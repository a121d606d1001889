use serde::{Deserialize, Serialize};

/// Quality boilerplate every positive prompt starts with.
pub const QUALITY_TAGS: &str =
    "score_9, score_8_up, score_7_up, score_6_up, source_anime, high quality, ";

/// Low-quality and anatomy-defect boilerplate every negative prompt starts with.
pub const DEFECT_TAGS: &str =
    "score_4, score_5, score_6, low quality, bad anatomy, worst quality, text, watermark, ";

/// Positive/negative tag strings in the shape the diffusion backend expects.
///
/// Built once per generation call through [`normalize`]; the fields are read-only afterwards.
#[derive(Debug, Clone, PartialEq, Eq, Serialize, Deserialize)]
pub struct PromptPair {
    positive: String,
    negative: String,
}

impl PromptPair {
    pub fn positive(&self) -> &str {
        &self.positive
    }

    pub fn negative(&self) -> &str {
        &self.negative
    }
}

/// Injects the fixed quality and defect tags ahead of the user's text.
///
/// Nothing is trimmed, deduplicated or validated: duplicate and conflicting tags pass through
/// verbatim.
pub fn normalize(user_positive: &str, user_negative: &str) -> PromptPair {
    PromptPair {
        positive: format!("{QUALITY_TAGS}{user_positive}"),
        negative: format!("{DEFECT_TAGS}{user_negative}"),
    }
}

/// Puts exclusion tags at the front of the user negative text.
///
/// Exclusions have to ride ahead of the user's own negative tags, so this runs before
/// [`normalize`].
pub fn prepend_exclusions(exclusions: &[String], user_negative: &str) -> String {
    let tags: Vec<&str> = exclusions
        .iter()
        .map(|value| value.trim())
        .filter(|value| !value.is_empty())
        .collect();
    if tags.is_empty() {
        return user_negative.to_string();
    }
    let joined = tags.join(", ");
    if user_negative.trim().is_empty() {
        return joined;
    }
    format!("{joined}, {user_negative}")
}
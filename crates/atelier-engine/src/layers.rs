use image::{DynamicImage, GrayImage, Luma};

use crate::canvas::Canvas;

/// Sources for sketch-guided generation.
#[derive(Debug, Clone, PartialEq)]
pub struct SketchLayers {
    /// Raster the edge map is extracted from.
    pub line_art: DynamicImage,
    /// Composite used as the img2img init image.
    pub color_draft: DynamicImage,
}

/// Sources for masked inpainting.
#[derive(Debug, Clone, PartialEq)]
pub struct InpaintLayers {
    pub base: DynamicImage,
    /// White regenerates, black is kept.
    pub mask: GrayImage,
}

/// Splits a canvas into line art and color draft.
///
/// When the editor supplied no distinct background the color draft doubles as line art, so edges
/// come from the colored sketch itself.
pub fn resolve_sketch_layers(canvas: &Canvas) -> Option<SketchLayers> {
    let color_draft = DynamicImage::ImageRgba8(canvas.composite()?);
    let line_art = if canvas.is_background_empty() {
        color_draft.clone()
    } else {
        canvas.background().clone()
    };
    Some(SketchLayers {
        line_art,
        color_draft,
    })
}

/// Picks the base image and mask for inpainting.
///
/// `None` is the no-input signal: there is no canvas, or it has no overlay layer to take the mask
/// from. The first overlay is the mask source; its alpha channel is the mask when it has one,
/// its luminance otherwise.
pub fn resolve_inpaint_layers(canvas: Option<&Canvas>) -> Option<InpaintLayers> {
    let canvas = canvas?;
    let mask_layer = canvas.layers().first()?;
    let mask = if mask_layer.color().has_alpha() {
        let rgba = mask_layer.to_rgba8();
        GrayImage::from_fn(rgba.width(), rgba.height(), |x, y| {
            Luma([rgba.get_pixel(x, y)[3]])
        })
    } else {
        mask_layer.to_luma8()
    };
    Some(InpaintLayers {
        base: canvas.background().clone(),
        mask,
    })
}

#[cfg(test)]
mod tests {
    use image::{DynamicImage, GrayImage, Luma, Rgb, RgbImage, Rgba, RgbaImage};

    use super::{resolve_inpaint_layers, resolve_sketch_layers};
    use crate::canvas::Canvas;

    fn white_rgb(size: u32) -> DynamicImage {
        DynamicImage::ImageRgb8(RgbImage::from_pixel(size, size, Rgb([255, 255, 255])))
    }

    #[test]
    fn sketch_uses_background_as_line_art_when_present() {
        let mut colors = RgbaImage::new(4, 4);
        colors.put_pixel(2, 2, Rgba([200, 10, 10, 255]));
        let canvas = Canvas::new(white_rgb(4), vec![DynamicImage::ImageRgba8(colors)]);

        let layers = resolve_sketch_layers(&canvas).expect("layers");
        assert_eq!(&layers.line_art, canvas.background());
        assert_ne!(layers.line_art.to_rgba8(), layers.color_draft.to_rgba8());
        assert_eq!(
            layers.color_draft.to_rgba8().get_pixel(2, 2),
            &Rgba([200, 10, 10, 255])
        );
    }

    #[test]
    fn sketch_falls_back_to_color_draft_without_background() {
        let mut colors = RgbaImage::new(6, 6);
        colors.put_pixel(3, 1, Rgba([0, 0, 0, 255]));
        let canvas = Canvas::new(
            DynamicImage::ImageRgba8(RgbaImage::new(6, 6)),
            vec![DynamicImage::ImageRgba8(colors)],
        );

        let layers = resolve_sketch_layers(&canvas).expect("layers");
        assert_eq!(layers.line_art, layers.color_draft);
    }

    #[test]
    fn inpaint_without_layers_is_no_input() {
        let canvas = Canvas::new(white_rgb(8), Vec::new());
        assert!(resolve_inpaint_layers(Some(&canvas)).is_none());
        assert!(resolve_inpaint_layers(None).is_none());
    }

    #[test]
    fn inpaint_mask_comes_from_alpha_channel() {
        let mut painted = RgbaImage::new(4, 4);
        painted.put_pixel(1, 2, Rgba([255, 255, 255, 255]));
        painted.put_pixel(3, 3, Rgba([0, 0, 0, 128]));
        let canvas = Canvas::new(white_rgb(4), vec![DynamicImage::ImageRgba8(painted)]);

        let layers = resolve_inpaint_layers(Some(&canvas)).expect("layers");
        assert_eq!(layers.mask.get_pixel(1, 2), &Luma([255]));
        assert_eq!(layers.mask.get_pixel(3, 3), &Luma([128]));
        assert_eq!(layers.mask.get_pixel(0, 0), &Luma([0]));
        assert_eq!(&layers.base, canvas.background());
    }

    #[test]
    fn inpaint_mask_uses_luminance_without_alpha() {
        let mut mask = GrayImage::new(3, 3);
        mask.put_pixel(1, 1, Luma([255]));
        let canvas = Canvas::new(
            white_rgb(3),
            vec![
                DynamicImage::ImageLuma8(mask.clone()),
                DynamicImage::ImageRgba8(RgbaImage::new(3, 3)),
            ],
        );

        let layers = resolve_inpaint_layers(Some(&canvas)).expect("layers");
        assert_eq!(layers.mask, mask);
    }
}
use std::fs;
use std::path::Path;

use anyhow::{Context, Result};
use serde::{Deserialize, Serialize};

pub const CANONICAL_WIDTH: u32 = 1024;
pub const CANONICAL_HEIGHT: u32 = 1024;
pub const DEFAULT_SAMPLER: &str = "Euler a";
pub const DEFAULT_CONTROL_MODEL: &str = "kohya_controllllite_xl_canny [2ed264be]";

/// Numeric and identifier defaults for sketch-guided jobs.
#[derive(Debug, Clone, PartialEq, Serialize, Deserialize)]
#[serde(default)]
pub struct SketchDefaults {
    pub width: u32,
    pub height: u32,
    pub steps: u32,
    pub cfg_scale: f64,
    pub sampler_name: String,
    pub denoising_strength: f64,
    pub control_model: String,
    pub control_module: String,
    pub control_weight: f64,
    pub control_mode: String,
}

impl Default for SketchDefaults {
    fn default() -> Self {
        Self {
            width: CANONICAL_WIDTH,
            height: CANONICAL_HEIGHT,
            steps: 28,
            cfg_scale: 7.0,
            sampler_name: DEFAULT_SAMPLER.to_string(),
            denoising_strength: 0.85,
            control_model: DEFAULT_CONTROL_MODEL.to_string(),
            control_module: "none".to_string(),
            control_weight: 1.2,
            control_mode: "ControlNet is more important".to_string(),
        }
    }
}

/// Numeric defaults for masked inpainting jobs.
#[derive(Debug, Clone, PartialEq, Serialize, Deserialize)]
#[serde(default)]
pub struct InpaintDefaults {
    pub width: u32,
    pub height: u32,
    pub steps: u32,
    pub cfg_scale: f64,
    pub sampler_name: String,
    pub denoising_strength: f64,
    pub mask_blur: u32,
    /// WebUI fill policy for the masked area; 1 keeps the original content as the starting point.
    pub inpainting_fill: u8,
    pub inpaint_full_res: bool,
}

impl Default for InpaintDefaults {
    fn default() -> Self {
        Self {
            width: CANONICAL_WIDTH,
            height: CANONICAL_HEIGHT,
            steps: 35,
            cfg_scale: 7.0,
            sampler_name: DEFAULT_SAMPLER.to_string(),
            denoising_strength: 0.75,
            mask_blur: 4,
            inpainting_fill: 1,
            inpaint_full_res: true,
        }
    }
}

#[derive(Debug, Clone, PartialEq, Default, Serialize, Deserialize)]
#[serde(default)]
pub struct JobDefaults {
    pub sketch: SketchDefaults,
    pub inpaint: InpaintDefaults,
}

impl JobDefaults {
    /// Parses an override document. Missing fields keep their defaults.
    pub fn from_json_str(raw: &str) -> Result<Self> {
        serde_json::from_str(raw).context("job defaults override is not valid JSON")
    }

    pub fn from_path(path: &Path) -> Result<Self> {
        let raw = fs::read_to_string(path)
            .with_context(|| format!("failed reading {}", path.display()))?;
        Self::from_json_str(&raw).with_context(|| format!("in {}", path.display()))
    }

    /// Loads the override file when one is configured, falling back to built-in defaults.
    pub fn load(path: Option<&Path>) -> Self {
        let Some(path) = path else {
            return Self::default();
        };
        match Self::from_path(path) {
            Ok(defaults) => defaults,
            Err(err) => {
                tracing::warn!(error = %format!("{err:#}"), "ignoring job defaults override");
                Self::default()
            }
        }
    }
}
- - -
:: Brief ::
Go through the data above and find the lines with the word "overlay". Copy each of those lines.

:: Output for this task ::
/// `None` is the no-input signal: there is no canvas, or it has no overlay layer to take the mask
/// from. The first overlay is the mask source; its alpha channel is the mask when it has one,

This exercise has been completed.